**Try it**
Copy out all lines in the data below containing the string "const".

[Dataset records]

---+---

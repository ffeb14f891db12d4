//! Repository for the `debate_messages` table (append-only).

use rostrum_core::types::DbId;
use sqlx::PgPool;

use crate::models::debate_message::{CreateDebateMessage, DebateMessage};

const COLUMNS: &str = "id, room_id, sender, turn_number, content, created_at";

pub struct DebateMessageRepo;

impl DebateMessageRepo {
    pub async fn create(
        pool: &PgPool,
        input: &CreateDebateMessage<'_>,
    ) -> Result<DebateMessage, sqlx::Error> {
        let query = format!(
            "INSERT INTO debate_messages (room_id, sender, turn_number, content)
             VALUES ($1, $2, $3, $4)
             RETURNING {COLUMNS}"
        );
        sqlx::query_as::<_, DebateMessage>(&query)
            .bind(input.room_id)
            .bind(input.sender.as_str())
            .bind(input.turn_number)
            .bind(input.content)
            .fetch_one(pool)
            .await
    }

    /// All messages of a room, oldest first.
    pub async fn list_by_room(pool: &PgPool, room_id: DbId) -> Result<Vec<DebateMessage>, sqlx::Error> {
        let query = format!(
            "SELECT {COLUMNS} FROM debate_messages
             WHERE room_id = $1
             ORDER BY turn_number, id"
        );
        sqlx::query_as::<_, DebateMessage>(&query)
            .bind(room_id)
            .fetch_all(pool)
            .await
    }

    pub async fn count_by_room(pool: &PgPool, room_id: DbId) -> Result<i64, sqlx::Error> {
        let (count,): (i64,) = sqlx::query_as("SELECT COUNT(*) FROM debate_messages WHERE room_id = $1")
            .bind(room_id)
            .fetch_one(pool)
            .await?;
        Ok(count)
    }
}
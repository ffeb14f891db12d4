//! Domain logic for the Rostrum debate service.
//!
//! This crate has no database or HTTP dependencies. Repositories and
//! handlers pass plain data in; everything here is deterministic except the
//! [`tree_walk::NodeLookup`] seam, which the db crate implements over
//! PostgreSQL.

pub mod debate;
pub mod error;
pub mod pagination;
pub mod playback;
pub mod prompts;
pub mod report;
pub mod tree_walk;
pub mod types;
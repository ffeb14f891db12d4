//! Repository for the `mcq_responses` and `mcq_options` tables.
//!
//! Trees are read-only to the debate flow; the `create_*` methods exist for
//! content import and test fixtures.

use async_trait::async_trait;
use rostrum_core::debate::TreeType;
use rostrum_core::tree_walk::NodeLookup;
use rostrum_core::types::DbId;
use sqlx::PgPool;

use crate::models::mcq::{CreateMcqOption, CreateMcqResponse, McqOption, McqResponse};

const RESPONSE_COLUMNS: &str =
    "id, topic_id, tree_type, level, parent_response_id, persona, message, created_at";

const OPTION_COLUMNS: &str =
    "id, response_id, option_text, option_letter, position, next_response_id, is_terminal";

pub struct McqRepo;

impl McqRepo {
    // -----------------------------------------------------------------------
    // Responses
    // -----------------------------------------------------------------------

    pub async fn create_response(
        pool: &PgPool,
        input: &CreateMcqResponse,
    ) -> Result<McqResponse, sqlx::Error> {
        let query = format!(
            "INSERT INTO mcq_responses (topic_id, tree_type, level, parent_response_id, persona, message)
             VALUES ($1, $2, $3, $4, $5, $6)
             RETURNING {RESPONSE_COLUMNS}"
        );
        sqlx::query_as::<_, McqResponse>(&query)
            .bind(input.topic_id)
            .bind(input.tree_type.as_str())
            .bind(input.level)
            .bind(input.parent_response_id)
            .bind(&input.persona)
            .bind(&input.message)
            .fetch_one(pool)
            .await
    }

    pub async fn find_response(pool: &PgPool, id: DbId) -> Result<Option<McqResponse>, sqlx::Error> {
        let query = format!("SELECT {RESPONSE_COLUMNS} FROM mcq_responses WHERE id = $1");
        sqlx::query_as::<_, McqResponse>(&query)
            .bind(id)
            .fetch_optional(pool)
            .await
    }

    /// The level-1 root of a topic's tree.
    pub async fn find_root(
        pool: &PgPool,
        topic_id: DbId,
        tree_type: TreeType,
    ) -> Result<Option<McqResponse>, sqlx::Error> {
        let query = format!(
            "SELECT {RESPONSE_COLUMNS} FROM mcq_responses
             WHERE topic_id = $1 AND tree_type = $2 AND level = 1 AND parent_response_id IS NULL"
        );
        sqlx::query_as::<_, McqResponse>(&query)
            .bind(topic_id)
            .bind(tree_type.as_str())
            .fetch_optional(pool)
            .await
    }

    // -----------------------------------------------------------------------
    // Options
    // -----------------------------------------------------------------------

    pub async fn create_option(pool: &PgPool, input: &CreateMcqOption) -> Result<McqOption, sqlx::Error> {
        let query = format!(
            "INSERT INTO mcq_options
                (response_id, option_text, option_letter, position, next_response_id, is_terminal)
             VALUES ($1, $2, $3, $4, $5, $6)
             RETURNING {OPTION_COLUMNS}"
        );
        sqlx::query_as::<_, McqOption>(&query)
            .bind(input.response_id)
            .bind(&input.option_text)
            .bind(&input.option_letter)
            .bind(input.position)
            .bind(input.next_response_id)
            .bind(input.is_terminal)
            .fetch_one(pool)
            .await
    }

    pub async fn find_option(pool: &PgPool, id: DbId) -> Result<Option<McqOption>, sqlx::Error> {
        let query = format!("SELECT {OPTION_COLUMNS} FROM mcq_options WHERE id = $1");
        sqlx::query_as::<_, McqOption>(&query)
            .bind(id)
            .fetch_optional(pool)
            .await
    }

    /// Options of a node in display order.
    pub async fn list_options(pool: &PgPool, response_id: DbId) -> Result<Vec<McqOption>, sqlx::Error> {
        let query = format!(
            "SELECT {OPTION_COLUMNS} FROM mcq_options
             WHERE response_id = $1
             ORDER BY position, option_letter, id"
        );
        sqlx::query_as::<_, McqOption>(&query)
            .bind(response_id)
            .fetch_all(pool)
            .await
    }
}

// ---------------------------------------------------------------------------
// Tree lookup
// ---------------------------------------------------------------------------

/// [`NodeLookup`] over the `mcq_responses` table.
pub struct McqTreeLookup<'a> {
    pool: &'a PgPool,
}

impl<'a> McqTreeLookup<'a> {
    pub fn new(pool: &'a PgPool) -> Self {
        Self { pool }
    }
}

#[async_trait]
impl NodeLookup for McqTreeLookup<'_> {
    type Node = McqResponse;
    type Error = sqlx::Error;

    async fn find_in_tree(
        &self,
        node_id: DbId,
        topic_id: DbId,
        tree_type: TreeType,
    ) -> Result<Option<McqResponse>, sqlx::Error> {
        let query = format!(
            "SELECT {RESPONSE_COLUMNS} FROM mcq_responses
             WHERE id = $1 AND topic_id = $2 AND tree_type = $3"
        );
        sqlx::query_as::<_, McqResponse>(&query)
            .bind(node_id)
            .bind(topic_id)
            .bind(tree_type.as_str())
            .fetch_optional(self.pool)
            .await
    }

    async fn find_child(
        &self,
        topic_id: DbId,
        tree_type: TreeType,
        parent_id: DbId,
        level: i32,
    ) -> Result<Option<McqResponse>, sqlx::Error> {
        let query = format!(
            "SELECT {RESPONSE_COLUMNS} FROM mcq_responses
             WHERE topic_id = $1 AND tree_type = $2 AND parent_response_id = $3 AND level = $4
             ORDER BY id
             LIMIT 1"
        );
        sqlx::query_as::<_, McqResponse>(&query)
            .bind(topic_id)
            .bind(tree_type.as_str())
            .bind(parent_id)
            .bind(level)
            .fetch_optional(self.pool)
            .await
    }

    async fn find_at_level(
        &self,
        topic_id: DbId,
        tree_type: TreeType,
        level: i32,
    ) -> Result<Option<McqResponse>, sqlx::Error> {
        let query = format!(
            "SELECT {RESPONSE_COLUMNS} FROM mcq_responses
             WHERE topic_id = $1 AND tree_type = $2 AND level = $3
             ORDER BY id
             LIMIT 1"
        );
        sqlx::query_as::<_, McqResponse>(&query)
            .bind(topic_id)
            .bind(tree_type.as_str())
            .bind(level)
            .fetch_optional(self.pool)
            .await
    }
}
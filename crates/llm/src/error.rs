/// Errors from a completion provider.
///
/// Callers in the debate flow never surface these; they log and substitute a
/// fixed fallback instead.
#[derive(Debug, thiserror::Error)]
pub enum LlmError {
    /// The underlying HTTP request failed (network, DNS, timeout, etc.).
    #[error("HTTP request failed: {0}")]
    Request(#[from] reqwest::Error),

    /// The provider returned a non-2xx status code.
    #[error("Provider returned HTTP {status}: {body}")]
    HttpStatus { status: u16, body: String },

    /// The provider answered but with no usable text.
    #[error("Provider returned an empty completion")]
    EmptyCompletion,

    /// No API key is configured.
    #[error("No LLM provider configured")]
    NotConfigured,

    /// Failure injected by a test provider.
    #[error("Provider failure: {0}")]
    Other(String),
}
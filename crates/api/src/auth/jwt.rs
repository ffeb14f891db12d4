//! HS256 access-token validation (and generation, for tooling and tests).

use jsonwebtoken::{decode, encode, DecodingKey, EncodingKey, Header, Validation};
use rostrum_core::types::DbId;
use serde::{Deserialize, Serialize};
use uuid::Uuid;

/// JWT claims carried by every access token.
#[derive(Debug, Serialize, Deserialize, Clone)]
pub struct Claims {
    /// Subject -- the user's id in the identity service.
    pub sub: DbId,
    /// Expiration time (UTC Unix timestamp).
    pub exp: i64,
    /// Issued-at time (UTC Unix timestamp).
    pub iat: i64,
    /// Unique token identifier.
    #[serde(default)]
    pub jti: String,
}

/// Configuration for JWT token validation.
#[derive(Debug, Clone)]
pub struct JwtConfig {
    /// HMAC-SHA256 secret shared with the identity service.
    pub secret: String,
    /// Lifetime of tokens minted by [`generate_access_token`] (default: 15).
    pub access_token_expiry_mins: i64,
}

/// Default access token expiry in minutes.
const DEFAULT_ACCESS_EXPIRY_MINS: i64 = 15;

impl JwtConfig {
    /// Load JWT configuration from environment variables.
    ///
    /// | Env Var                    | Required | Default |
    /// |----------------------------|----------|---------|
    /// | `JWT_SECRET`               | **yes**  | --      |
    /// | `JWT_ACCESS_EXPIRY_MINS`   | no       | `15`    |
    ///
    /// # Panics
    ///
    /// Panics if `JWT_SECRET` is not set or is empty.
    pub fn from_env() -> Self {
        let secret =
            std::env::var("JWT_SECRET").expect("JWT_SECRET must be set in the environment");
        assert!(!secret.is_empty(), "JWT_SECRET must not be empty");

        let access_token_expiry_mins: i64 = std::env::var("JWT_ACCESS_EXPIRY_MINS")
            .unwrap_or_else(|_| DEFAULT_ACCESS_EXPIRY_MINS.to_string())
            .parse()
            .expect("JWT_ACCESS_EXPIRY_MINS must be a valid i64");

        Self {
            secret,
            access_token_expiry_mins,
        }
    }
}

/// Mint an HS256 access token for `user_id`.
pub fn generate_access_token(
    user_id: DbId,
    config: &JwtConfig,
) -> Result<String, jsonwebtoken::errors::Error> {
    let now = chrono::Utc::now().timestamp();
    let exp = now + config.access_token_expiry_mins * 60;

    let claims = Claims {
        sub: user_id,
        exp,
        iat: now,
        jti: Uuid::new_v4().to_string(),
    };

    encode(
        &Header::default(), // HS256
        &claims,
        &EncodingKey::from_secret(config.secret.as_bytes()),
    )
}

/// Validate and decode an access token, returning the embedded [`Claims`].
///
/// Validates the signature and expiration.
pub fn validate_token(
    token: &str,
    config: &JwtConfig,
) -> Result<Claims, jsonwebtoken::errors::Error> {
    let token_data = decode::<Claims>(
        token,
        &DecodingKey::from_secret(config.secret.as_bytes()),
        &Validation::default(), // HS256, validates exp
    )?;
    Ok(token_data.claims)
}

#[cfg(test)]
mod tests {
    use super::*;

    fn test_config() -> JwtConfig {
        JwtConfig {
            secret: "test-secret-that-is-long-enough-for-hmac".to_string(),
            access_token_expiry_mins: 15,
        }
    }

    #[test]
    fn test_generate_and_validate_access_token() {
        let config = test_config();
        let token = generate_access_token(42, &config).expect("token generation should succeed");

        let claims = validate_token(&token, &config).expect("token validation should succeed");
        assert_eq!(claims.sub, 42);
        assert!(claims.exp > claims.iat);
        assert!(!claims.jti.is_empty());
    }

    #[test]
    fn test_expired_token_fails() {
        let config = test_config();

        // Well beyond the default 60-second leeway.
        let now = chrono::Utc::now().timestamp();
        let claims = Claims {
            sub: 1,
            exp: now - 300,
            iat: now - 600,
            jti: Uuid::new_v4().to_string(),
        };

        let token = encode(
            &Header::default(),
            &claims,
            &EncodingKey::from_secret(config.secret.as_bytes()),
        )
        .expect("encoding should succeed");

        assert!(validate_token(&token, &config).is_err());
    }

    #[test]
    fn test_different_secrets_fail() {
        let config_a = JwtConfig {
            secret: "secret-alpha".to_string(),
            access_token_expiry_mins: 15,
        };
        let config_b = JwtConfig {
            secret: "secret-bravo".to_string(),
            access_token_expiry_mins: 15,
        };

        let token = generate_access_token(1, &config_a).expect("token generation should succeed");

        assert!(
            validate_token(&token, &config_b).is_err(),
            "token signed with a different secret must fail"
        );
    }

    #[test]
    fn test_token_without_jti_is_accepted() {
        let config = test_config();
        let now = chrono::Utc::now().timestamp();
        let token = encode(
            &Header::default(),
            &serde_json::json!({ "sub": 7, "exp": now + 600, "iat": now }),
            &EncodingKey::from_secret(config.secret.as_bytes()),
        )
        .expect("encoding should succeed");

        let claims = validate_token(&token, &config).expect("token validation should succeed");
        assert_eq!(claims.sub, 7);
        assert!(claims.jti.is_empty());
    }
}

---+---

**Result for this task**
const COLUMNS: &str = "id, room_id, sender, turn_number, content, created_at";
const RESPONSE_COLUMNS: &str =
const OPTION_COLUMNS: &str =
const DEFAULT_ACCESS_EXPIRY_MINS: i64 = 15;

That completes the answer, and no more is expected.